GULF OF MEXICO
While the Gulf Of Mexico is undoubtably a disaster in terms of human, ecological, business reputation and financial, it is also an event that is causing the utterly wasteful destruction of valuable oil reserves. The oil that is leaking into the sea is being collected by skimmers and then processed to separate it from the water. Where oil ends up on land, it is collected together with contaminated material for ultimate burial. The oil and gas that is being collected by the LMRP Cap are processed on board the Q4000 where the gas is flared and the oil either stored for transfer or it too is flared.

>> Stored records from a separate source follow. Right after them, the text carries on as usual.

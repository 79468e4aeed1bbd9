//! Vacation request workflow for Feriado.
//!
//! This module implements the request lifecycle state machine, the
//! configurable approval policy, and the approval eligibility engine.
//!
//! # Modules
//!
//! - `types` - Workflow domain types (RequestStatus, ApprovalStatus)
//! - `error` - Workflow-specific error types
//! - `policy` - Configurable per-role approval gates
//! - `approval` - Roles, role sets, and the approval eligibility engine
//! - `service` - Request validation and state transition logic

pub mod approval;
pub mod error;
pub mod policy;
pub mod service;
pub mod types;

#[cfg(test)]
mod service_props;

pub use approval::{ApprovalEngine, ApproverFacts, RequestFacts, Role, RoleSet};
pub use error::WorkflowError;
pub use policy::{PolicyEntry, PolicySnapshot};
pub use service::{CandidateRequest, RequestLifecycle, SweepAction, ValidationIssue};
pub use types::{ApprovalStatus, RequestStatus};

This flaring process is the cringeingly wasteful act of just burning the oil and gas with as little pollution as possible. For oil, this is achieved
using a Sclumberger EverGreen burner. It might be green in terms of pollution but its purpose is far from green, viz., to burn large
quantities of oil products
as efficiently as possible to provide "
an efficient and cost-effective alternative to oil storage". It can burn up to 15,000 barrels of
oil per day and is currently used to flare about 8,000 barrels per day. Each barrel has an equivalent energy content of 1,700kWh[1], so
that's about 13,600MWh flared per day. A person living in Europe consumes about 125kWh of energy per day. This covers all activity: growing
food, transport, heating, clothes, etc. The oil flared each day would provide enough energy to sustain over 100,000 people.
[1] Barrel of oil equivalent - Wikipedia.